Itamaraty organiza seminário sobre antissemitismo com palestrantes alinhados ao sionismo
O Ministério das Relações Exteriores (Itamaraty) planeja realizar um seminário sobre antissemitismo em 16 de abril, com a participação exclusiva de judeus sionistas e com protagonismo da Confederação Israelita do Brasil. A escolha dos palestrantes e a exclusão de vozes antissionistas geram críticas sobre a equivalência entre antissionismo e antissemitismo.
Críticas ao formato do seminário
O seminário organizado pelo Itamaraty, com data marcada para 16 de abril, tem sido alvo de críticas pela repercussão negativa. A programação inclui três mesas com palestrantes judeus que são todos do campo sionista, e a Confederação Israelita do Brasil (CIB) detém o protagonismo, com a participação de seu presidente, Cláudio Lottenberg. A CIB é descrita como uma entidade servil ao Estado de Israel e ao governo Netanyahu, operando como ponte para o regime sionista e com alinhamento notório aos crimes cometidos contra o povo palestino.
Equivalência entre antissionismo e antissemitismo contestada
A organização do evento pelo Itamaraty, sem convidar vozes antissionistas do judaísmo brasileiro, é interpretada como um endosso à falsificação contemporânea que equipara antissionismo a antissemitismo. Essa equivalência é apontada como presente no PL 1424/26, que visa criminalizar críticas ao regime sionista. A distinção entre antissionismo, que combate a ideologia de um Estado supremacista judaico e a colonização da Palestina, e antissemitismo, o racismo antijudaico, é enfatizada.

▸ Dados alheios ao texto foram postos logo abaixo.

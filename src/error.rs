//! Error taxonomy.
//!
//! Structural problems with a request (unknown subject, index outside the
//! tensor, degenerate averaging request) are errors.  Missing samples (NaN)
//! are not: they flow through the nan-aware reductions in [`crate::stats`].
use thiserror::Error;

use crate::selection::TensorAxis;

/// Convenience alias used throughout the crate.
pub type Result<T> = std::result::Result<T, ErpError>;

/// Coarse classification of an [`ErpError`].
#[derive(Debug, Clone, Copy, PartialEq, Eq)]
pub enum ErrorKind {
    /// A subject identifier or group label does not exist.
    Lookup,
    /// A trial/block index or range lies outside the tensor.
    Range,
    /// The request is well-formed but asks for something the operation does
    /// not do (e.g. averaging a single cell).
    Contract,
    /// Malformed input data (shapes, timelines, windows, names).
    Invalid,
    /// Reading or writing the exchange container failed.
    Io,
}

#[derive(Error, Debug)]
pub enum ErpError {
    #[error("subject '{subject}' not found in dataset")]
    SubjectNotFound { subject: String },

    #[error("group '{group}' matches no subjects")]
    GroupNotFound { group: String },

    #[error("{axis} index {index} out of range (valid: 1..={len})")]
    IndexOutOfRange { axis: TensorAxis, index: usize, len: usize },

    #[error("{axis} range {start}-{end} out of range (valid: 1..={len}, start <= end)")]
    RangeOutOfBounds { axis: TensorAxis, start: usize, end: usize, len: usize },

    #[error(
        "trial {trial} / block {block} selects a single cell, nothing to average; \
         use extract() for single-trial signals"
    )]
    DegenerateAverage { trial: usize, block: usize },

    #[error("shape mismatch: {0}")]
    Shape(String),

    #[error("invalid timeline: {0}")]
    Timeline(String),

    #[error("invalid component window [{start}, {end}]: start must be < end")]
    Window { start: f64, end: f64 },

    #[error("invalid component name '{0}' (expected e.g. N100 or P200)")]
    ComponentName(String),

    #[error("I/O error: {0}")]
    Io(#[from] std::io::Error),

    #[error("malformed container: {0}")]
    Format(String),
}

impl ErpError {
    pub fn kind(&self) -> ErrorKind {
        match self {
            Self::SubjectNotFound { .. } | Self::GroupNotFound { .. } => ErrorKind::Lookup,
            Self::IndexOutOfRange { .. } | Self::RangeOutOfBounds { .. } => ErrorKind::Range,
            Self::DegenerateAverage { .. } => ErrorKind::Contract,
            Self::Shape(_)
            | Self::Timeline(_)
            | Self::Window { .. }
            | Self::ComponentName(_) => ErrorKind::Invalid,
            Self::Io(_) | Self::Format(_) => ErrorKind::Io,
        }
    }
}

Histórico de acordos sionistas com governos antissemitas
A nota destaca que o sionismo não é antagônico ao antissemitismo, citando exemplos históricos de acordos entre lideranças sionistas e governos antissemitas, como o Acordo Haavara entre a Federação Sionista da Alemanha e a administração de Adolf Hitler, visando a expulsão de judeus para a ocupação da Palestina.